**DATA EXCERPTS**
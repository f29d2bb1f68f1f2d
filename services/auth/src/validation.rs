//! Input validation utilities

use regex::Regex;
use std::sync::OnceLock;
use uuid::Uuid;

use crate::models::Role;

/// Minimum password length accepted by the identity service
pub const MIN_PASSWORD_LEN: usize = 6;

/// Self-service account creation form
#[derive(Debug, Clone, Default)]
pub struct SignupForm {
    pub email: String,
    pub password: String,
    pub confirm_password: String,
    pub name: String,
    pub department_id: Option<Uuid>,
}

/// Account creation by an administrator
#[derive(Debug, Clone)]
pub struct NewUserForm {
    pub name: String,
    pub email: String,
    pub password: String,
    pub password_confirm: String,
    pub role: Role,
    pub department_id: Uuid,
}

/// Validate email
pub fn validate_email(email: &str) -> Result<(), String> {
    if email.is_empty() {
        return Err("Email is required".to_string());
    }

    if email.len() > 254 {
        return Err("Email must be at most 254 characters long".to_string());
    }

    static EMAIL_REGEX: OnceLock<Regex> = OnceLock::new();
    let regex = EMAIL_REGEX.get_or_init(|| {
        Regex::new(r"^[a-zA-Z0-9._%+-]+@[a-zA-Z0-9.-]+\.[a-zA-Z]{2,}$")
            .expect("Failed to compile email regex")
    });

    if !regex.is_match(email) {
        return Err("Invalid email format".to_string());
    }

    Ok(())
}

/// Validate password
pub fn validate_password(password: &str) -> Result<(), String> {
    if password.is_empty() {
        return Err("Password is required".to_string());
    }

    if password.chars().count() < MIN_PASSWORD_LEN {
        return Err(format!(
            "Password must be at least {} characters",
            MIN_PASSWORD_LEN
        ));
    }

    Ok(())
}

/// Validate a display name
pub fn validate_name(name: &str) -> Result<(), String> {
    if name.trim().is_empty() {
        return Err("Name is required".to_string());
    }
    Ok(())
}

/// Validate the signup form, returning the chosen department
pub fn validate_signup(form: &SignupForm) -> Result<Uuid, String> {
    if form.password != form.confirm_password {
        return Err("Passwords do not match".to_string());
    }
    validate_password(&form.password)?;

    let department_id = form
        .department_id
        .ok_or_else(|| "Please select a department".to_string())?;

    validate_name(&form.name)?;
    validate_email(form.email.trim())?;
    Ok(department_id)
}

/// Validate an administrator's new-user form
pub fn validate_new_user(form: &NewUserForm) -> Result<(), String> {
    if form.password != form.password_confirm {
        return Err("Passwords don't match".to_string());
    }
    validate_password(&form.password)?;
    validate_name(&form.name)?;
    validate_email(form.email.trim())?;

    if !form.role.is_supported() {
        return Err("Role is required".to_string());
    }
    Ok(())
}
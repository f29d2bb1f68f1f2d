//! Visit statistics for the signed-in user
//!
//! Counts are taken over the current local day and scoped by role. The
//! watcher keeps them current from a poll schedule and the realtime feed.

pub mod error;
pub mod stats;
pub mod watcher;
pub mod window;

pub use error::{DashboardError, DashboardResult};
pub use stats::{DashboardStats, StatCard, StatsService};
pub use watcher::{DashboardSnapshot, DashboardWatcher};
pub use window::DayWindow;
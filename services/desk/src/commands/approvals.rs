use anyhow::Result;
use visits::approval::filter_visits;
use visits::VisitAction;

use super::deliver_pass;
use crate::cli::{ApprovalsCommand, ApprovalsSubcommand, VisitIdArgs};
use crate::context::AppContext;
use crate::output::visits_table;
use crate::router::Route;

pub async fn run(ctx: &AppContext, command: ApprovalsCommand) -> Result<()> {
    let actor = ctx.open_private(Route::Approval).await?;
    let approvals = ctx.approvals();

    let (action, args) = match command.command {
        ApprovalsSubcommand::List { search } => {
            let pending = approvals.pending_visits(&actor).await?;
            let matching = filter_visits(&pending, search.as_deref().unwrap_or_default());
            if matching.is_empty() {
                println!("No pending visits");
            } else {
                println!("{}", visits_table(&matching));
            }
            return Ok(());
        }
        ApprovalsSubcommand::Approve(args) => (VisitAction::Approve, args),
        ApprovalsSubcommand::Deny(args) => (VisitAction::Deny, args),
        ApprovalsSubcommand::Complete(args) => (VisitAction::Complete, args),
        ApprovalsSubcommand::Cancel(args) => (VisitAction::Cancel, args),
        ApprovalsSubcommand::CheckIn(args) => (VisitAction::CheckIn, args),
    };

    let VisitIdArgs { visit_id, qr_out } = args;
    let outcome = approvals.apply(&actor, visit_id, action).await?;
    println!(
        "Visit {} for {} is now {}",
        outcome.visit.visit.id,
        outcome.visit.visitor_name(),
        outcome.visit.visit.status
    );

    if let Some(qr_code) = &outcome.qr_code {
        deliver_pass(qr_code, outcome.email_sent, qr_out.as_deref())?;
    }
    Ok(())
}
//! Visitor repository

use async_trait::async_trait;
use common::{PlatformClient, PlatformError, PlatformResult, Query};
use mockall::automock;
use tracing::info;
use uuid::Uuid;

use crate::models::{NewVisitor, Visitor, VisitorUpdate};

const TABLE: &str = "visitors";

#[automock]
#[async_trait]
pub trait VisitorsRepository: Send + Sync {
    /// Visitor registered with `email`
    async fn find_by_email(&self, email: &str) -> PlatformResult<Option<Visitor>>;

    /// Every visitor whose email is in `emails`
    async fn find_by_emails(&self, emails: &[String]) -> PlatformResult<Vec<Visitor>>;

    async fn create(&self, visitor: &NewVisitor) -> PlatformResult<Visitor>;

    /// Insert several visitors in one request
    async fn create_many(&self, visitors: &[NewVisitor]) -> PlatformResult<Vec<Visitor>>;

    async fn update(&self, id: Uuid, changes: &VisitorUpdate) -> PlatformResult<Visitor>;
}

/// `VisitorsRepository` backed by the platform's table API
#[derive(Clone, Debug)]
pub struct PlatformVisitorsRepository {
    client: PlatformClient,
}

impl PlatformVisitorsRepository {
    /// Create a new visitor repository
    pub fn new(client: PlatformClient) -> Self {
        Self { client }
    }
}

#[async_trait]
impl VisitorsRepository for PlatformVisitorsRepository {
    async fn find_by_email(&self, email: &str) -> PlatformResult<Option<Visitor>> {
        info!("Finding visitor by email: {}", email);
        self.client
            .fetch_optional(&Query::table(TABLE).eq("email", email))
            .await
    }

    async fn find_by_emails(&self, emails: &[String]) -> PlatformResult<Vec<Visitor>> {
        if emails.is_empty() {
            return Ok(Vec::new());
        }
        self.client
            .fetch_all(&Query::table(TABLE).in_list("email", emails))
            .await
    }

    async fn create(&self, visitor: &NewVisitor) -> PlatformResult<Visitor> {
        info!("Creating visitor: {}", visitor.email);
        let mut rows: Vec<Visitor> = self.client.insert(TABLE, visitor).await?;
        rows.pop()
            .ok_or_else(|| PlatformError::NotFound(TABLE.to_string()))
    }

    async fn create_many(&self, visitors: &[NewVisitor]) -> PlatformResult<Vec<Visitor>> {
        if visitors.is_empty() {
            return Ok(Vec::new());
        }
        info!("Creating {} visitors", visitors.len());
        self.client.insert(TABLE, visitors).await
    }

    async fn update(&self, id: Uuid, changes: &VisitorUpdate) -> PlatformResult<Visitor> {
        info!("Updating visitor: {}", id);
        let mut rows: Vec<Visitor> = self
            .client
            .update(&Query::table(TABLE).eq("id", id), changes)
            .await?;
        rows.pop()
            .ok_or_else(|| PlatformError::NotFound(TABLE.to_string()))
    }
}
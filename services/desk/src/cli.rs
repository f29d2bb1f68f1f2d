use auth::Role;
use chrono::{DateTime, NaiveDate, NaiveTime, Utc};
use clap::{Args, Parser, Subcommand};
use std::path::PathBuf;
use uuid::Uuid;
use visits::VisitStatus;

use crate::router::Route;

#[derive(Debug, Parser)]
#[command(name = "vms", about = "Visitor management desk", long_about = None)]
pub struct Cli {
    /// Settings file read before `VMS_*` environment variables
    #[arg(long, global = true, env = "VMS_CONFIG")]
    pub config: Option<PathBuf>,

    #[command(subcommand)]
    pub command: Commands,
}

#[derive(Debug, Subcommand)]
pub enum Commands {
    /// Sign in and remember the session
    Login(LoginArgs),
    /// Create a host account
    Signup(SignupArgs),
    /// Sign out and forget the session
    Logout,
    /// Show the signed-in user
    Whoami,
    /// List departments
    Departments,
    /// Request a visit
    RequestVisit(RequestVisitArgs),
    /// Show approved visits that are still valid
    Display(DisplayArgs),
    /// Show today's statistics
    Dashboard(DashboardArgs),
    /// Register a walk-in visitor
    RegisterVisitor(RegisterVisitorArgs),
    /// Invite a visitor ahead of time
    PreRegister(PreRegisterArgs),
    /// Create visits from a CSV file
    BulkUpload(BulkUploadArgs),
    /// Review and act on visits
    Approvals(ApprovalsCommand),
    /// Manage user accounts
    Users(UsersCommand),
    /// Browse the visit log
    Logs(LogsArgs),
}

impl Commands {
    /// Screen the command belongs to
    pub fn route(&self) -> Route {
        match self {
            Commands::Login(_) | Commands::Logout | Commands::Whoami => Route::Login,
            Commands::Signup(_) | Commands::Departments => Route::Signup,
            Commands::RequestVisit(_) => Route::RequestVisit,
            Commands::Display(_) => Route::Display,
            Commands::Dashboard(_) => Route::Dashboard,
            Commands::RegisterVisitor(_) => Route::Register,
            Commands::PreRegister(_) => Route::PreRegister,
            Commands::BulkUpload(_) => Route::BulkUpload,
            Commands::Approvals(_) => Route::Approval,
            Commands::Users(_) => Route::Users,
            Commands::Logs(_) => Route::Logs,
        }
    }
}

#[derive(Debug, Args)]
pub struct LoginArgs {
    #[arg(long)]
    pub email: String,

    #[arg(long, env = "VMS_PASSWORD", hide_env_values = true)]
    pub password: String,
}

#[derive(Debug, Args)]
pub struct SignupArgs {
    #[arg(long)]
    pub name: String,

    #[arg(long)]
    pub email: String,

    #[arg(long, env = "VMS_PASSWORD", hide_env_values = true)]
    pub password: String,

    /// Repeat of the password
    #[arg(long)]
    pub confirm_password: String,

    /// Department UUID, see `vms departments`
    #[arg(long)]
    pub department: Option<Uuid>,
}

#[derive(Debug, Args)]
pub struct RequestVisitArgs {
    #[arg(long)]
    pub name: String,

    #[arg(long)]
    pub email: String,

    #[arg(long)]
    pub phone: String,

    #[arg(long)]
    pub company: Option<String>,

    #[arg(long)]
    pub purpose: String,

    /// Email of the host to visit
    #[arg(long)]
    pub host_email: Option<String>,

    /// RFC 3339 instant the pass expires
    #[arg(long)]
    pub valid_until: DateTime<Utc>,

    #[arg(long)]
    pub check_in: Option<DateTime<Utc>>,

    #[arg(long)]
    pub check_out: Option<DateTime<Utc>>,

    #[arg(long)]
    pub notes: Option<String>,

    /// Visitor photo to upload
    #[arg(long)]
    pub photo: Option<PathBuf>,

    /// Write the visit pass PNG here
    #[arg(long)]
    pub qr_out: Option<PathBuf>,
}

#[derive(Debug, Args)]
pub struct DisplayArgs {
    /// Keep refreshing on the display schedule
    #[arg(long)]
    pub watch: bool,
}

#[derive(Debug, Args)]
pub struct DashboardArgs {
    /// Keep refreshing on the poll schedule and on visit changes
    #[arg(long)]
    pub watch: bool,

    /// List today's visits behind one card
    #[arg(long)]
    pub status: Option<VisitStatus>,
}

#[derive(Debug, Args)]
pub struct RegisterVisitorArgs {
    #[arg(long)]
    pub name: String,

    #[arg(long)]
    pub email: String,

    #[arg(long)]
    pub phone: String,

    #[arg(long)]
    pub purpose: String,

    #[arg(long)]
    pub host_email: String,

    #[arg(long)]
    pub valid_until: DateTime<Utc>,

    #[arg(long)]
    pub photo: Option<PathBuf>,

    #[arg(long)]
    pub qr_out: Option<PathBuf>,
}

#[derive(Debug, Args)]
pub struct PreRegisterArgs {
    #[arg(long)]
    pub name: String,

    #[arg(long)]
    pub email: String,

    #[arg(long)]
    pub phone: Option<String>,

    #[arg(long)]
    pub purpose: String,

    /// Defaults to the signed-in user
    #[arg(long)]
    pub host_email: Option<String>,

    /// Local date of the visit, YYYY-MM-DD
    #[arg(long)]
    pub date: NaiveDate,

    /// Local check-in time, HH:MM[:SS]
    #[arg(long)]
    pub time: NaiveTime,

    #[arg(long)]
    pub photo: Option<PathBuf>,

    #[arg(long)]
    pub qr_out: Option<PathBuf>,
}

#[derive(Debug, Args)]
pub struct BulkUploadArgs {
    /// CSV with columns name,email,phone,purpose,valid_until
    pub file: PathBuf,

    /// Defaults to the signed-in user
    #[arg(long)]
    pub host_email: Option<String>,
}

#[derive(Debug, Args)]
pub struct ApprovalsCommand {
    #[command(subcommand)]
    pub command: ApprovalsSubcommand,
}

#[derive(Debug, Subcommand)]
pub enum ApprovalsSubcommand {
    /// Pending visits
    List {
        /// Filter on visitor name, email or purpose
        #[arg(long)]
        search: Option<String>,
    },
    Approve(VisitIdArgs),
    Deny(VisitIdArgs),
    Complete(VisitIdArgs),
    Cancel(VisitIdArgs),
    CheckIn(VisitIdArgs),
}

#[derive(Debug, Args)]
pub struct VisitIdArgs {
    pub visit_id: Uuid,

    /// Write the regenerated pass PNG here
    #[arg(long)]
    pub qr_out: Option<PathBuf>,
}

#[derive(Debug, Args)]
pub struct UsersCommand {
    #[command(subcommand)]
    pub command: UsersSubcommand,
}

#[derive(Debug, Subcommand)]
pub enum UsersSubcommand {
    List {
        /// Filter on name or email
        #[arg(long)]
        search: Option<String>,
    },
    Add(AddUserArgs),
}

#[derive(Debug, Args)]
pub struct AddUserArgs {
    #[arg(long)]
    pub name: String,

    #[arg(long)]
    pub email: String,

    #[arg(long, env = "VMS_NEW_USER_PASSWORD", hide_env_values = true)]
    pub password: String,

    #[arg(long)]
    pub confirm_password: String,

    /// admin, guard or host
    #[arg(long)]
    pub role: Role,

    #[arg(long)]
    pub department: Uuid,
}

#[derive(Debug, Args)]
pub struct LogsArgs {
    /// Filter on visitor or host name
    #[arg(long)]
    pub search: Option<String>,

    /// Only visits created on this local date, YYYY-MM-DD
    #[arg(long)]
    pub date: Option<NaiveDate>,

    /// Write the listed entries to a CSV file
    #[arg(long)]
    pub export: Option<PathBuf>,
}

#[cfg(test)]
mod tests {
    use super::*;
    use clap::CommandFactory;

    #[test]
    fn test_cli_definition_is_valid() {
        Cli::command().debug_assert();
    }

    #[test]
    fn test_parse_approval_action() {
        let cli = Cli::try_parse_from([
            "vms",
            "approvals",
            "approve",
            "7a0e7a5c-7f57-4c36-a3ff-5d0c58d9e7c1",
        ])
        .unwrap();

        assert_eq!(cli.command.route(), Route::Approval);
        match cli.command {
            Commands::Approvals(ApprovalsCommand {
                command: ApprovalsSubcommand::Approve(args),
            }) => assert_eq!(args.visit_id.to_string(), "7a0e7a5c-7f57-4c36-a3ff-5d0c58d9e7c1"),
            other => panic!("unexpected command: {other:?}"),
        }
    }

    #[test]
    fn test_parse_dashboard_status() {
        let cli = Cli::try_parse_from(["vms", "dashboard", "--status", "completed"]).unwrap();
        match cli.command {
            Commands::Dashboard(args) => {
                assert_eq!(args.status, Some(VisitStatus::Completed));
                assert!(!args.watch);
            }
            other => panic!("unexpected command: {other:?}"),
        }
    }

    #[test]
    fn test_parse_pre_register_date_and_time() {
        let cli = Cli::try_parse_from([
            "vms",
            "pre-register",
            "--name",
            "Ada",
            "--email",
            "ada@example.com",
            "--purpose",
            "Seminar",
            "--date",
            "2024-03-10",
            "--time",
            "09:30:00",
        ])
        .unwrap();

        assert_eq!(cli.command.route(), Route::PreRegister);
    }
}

**WHAT YOU HAVE TO DO**
Scan the data for lines with the word "auth". Report only how many there are.

**OUTPUT FOR THIS EXERCISE**
2